Sunday, January 10, 2010

One dead in attack on Togo soccer team

Gunmen opened fire on a bus carrying Togo's national soccer squad to the top African tournament in Angola on Friday, killing the driver and wounding nine others, including two players, a Togo team official said. Togo captain Emmanuel Adebayor, who was on the bus but escaped unharmed, said his team might quit the African Nations Cup, where some of soccer's most valuable stars are due to play.
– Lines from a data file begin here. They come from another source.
//! AST evaluators: expressions, conditions, and static folding.

mod condition;
mod expression;
mod fold;

pub use condition::parse_condition;
pub use expression::parse_expression;
pub use fold::{check_insert_condition, rewrite_update_condition};
//! Tracing hooks for build observability.
//!
//! Enable the `tracing` feature to emit events via the `tracing` crate. The
//! macro no-ops when the feature is disabled, avoiding `#[cfg]` boilerplate
//! at every call site.

/// Emit a debug-level tracing event with the operation name and finished SQL.
///
/// ```ignore
/// trace_build!("select", &sql);
/// ```
#[macro_export]
macro_rules! trace_build {
    ($operation:literal, $sql:expr) => {
        #[cfg(feature = "tracing")]
        tracing::debug!(operation = $operation, sql = %$sql, "jsonsql.build");
    };
}
//! Schema model and config normalization.
//!
//! A [`Config`] is an immutable input snapshot: the dialect, the allowed
//! tables with their typed fields, inline variables, relationships, and the
//! optional data-table mode. `Config::from_value` accepts the JSON surface
//! form and normalizes it (dialect parse, identifier checks, relationship
//! shape collapse).

use std::collections::HashMap;

use jsonsql_types::{Dialect, FieldType};
use serde::Deserialize;
use serde_json::Value;

use crate::ast::de::scalar_from_value;
use crate::error::{Error, Result};
use crate::value::Scalar;

/// A typed field of an allowed table.
#[derive(Debug, Clone, PartialEq, Eq)]
pub struct FieldConfig {
    pub name: String,
    pub field_type: FieldType,
    pub nullable: bool,
}

/// An allowed table: its fields, in declaration order.
#[derive(Debug, Clone, Default)]
pub struct TableConfig {
    pub allowed_fields: Vec<FieldConfig>,
}

impl TableConfig {
    /// Looks up a field by name.
    #[must_use]
    pub fn field(&self, name: &str) -> Option<&FieldConfig> {
        self.allowed_fields.iter().find(|f| f.name == name)
    }
}

/// A directed relationship between two tables. The historical one-to-many /
/// many-to-one tag is accepted on input and ignored; only the pair matters.
#[derive(Debug, Clone, PartialEq, Eq)]
pub struct Relationship {
    pub table: String,
    pub field: String,
    pub to_table: String,
    pub to_field: String,
}

/// Data-table mode: every logical row lives as a JSON blob in one physical
/// table, selected by a discriminator column.
#[derive(Debug, Clone)]
pub struct DataTableConfig {
    pub table: String,
    pub data_field: String,
    pub table_field: String,
    pub where_conditions: Vec<String>,
}

/// Compiler configuration: dialect, schema, variables, relationships, and
/// optional data-table mode.
#[derive(Debug, Clone)]
pub struct Config {
    pub dialect: Dialect,
    pub tables: HashMap<String, TableConfig>,
    pub variables: HashMap<String, Scalar>,
    pub relationships: Vec<Relationship>,
    pub data_table: Option<DataTableConfig>,
}

impl Config {
    /// Creates a config with the given dialect and no tables.
    #[must_use]
    pub fn new(dialect: Dialect) -> Self {
        Config {
            dialect,
            tables: HashMap::new(),
            variables: HashMap::new(),
            relationships: Vec::new(),
            data_table: None,
        }
    }

    /// Looks up an allowed table.
    pub fn table(&self, name: &str) -> Result<&TableConfig> {
        self.tables
            .get(name)
            .ok_or_else(|| Error::schema(format!("Table '{name}' is not allowed or does not exist")))
    }

    /// Looks up a field of an allowed table.
    pub fn field(&self, table: &str, name: &str) -> Result<&FieldConfig> {
        self.table(table)?.field(name).ok_or_else(|| {
            Error::schema(format!("Field '{name}' is not allowed or does not exist in '{table}'"))
        })
    }

    /// Finds a relationship connecting `a` and `b` in either direction.
    /// Returns the `(a_field, b_field)` column pair when found.
    #[must_use]
    pub fn find_relationship(&self, a: &str, b: &str) -> Option<(&str, &str)> {
        for rel in &self.relationships {
            if rel.table == a && rel.to_table == b {
                return Some((rel.field.as_str(), rel.to_field.as_str()));
            }
            if rel.table == b && rel.to_table == a {
                return Some((rel.to_field.as_str(), rel.field.as_str()));
            }
        }
        None
    }

    /// Parses and normalizes a config from its JSON surface form.
    pub fn from_value(value: &Value) -> Result<Self> {
        let raw = RawConfig::deserialize(value)
            .map_err(|e| Error::config(format!("Invalid config: {e}")))?;

        let dialect = Dialect::parse(&raw.dialect)
            .ok_or_else(|| Error::config(format!("Invalid dialect '{}'", raw.dialect)))?;

        let mut tables = HashMap::with_capacity(raw.tables.len());
        for (name, table) in raw.tables {
            check_identifier(&name)?;
            let mut allowed_fields = Vec::with_capacity(table.allowed_fields.len());
            for field in table.allowed_fields {
                check_identifier(&field.name)?;
                let field_type = FieldType::parse(&field.field_type).ok_or_else(|| {
                    Error::config(format!(
                        "Invalid field type '{}' for field '{}'",
                        field.field_type, field.name
                    ))
                })?;
                allowed_fields.push(FieldConfig {
                    name: field.name,
                    field_type,
                    nullable: field.nullable,
                });
            }
            tables.insert(name, TableConfig { allowed_fields });
        }

        let mut variables = HashMap::with_capacity(raw.variables.len());
        for (name, value) in raw.variables {
            let scalar = scalar_from_value(&value)
                .map_err(|_| Error::config(format!("Invalid value for variable '{name}'")))?;
            variables.insert(name, scalar);
        }

        let relationships = raw.relationships.into_iter().map(RawRelationship::normalize).collect();

        let data_table = match raw.data_table {
            Some(dt) => {
                check_identifier(&dt.table)?;
                check_identifier(&dt.data_field)?;
                check_identifier(&dt.table_field)?;
                Some(DataTableConfig {
                    table: dt.table,
                    data_field: dt.data_field,
                    table_field: dt.table_field,
                    where_conditions: dt.where_conditions,
                })
            }
            None => None,
        };

        Ok(Config { dialect, tables, variables, relationships, data_table })
    }
}

impl<'de> serde::Deserialize<'de> for Config {
    fn deserialize<D>(deserializer: D) -> core::result::Result<Self, D::Error>
    where
        D: serde::Deserializer<'de>,
    {
        let value = Value::deserialize(deserializer)?;
        Config::from_value(&value).map_err(serde::de::Error::custom)
    }
}

/// Identifiers must match `^[a-z][A-Za-z0-9_]*$`.
pub(crate) fn is_valid_identifier(s: &str) -> bool {
    let mut chars = s.chars();
    match chars.next() {
        Some(c) if c.is_ascii_lowercase() => {}
        _ => return false,
    }
    chars.all(|c| c.is_ascii_alphanumeric() || c == '_')
}

fn check_identifier(s: &str) -> Result<()> {
    if is_valid_identifier(s) {
        Ok(())
    } else {
        Err(Error::schema(format!("Invalid identifier '{s}'")))
    }
}

// Raw surface shapes, deserialized before normalization.

#[derive(Deserialize)]
struct RawConfig {
    dialect: String,
    #[serde(default)]
    tables: HashMap<String, RawTable>,
    #[serde(default)]
    variables: HashMap<String, Value>,
    #[serde(default)]
    relationships: Vec<RawRelationship>,
    #[serde(rename = "dataTable", default)]
    data_table: Option<RawDataTable>,
}

#[derive(Deserialize)]
struct RawTable {
    #[serde(rename = "allowedFields")]
    allowed_fields: Vec<RawField>,
}

#[derive(Deserialize)]
struct RawField {
    name: String,
    #[serde(rename = "type")]
    field_type: String,
    #[serde(default)]
    nullable: bool,
}

/// The two accepted relationship surface shapes.
#[derive(Deserialize)]
#[serde(untagged)]
enum RawRelationship {
    Flat {
        table: String,
        field: String,
        #[serde(rename = "toTable")]
        to_table: String,
        #[serde(rename = "toField")]
        to_field: String,
        #[serde(rename = "type", default)]
        _type: Option<String>,
    },
    Endpoints {
        from: RelationshipEnd,
        to: RelationshipEnd,
    },
}

#[derive(Deserialize)]
struct RelationshipEnd {
    table: String,
    field: String,
}

impl RawRelationship {
    fn normalize(self) -> Relationship {
        match self {
            RawRelationship::Flat { table, field, to_table, to_field, _type } => {
                Relationship { table, field, to_table, to_field }
            }
            RawRelationship::Endpoints { from, to } => Relationship {
                table: from.table,
                field: from.field,
                to_table: to.table,
                to_field: to.field,
            },
        }
    }
}

#[derive(Deserialize)]
struct RawDataTable {
    table: String,
    #[serde(rename = "dataField")]
    data_field: String,
    #[serde(rename = "tableField")]
    table_field: String,
    #[serde(rename = "whereConditions", default)]
    where_conditions: Vec<String>,
}
//! Scalar values and the literal escaper.
//!
//! The escaper is the sole trust boundary between untrusted scalar values and
//! the generated SQL: every scalar that ends up in an emitted statement goes
//! through [`Scalar::to_sql`].

use chrono::{NaiveDate, NaiveDateTime};
use jsonsql_types::{Dialect, ExprType};
use serde_json::Value;
use uuid::Uuid;

use crate::dialect::DialectExt;
use crate::error::{Error, Result};

/// A scalar value: JSON primitive or typed scalar (`$date`, `$timestamp`,
/// `$uuid`, `$jsonb`).
#[derive(Debug, Clone, PartialEq)]
pub enum Scalar {
    String(String),
    Number(f64),
    Bool(bool),
    Null,
    /// `{$date: "yyyy-mm-dd"}`
    Date(String),
    /// `{$timestamp: "yyyy-mm-ddThh:mm:ss[.fff]"}`
    Timestamp(String),
    /// `{$uuid: "<36-char uuid>"}`
    Uuid(String),
    /// `{$jsonb: <object literal>}`
    JsonB(Value),
}

impl Scalar {
    /// The inferred expression type of this scalar.
    #[must_use]
    pub fn expr_type(&self) -> ExprType {
        match self {
            Scalar::String(_) => ExprType::String,
            Scalar::Number(_) => ExprType::Number,
            Scalar::Bool(_) => ExprType::Boolean,
            Scalar::Null => ExprType::Null,
            Scalar::Date(_) => ExprType::Date,
            Scalar::Timestamp(_) => ExprType::DateTime,
            Scalar::Uuid(_) => ExprType::Uuid,
            Scalar::JsonB(_) => ExprType::Object,
        }
    }

    /// Renders this scalar as a dialect-correct SQL literal.
    pub fn to_sql(&self, dialect: Dialect) -> Result<String> {
        match self {
            Scalar::String(s) => Ok(quote_string(s)),
            Scalar::Number(n) => format_number(*n),
            Scalar::Bool(b) => Ok(if *b { "TRUE" } else { "FALSE" }.to_string()),
            Scalar::Null => Ok("NULL".to_string()),
            Scalar::Date(s) => {
                NaiveDate::parse_from_str(s, "%Y-%m-%d")
                    .map_err(|_| Error::domain(format!("Invalid date format '{s}'")))?;
                Ok(format!("{}{}", quote_string(s), dialect.scalar_cast("::DATE")))
            }
            Scalar::Timestamp(s) => {
                NaiveDateTime::parse_from_str(s, "%Y-%m-%dT%H:%M:%S%.f")
                    .or_else(|_| NaiveDateTime::parse_from_str(s, "%Y-%m-%d %H:%M:%S%.f"))
                    .map_err(|_| Error::domain(format!("Invalid timestamp format '{s}'")))?;
                let normalized = s.replacen('T', " ", 1);
                Ok(format!(
                    "{}{}",
                    quote_string(&normalized),
                    dialect.scalar_cast("::TIMESTAMP")
                ))
            }
            Scalar::Uuid(s) => {
                // Canonical 8-4-4-4-12 form only; the uuid crate also accepts
                // simple/braced/urn forms, which the 36-char check excludes.
                if s.len() != 36 || Uuid::try_parse(s).is_err() {
                    return Err(Error::domain("Invalid UUID format"));
                }
                Ok(format!("{}{}", quote_string(s), dialect.scalar_cast("::UUID")))
            }
            Scalar::JsonB(value) => {
                let serialized = serde_json::to_string(value)
                    .map_err(|e| Error::domain(format!("Invalid JSON value: {e}")))?;
                Ok(format!(
                    "{}{}",
                    quote_string(&serialized),
                    dialect.scalar_cast("::JSONB")
                ))
            }
        }
    }
}

/// Single-quotes a string, doubling internal quotes. Backslashes and control
/// bytes pass through verbatim; both dialect families accept them in standard
/// string literals.
#[must_use]
pub fn quote_string(s: &str) -> String {
    let mut out = String::with_capacity(s.len() + 2);
    out.push('\'');
    for c in s.chars() {
        if c == '\'' {
            out.push('\'');
        }
        out.push(c);
    }
    out.push('\'');
    out
}

/// Double-quotes an identifier verbatim. Identifiers are constrained to
/// `^[a-z][A-Za-z0-9_]*$` by config validation, so no rewriting is needed.
#[must_use]
pub fn quote_identifier(name: &str) -> String {
    format!("\"{name}\"")
}

/// Renders a numeric literal: integer form when there is no fractional part.
pub fn format_number(n: f64) -> Result<String> {
    if !n.is_finite() {
        return Err(Error::domain("Invalid numeric value"));
    }
    Ok(render_number(n))
}

/// Relaxed numeric rendering for pagination values, which pass through
/// without validation.
#[must_use]
pub fn format_number_relaxed(n: f64) -> String {
    if n.is_finite() {
        render_number(n)
    } else {
        n.to_string()
    }
}

fn render_number(n: f64) -> String {
    if n.fract() == 0.0 && n.abs() < 9_007_199_254_740_992.0 {
        format!("{}", n as i64)
    } else {
        n.to_string()
    }
}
The bus had just entered the Angolan enclave of Cabinda, where separatists have waged a three-decade long war, when it came under heavy gunfire for several minutes, the team official said. An Angolan minister called the attack in Cabinda, which produces most of Angola's oil, an "act of terrorism". A separatist group, the Front for the Liberation of Enclave of Cabinda (FLEC) claimed responsibility for the attack, which happened two days before the start of the 2010 African Nations Cup, Africa's most-followed sporting event. "This operation is just the start of a series of planned actions that will continue to take place in the whole territory of Cabinda," said the statement seen by Reuters and signed by FLEC's secretary general Rodrigues Mingas. In a statement published on state-owned news agency Angop, the Angolan government said: "The FLEC group that carried out this terrorist action came from the Republic of Congo and that is where it returned to after completing this action."

Cabinda is a small enclave separated from the rest of Angola by a strip of land belonging to the Democratic Republic of Congo. The roots of the conflict between the government and FLEC are deep but one of the main grievances is that Cabindans see few benefits from the oil produced from their land.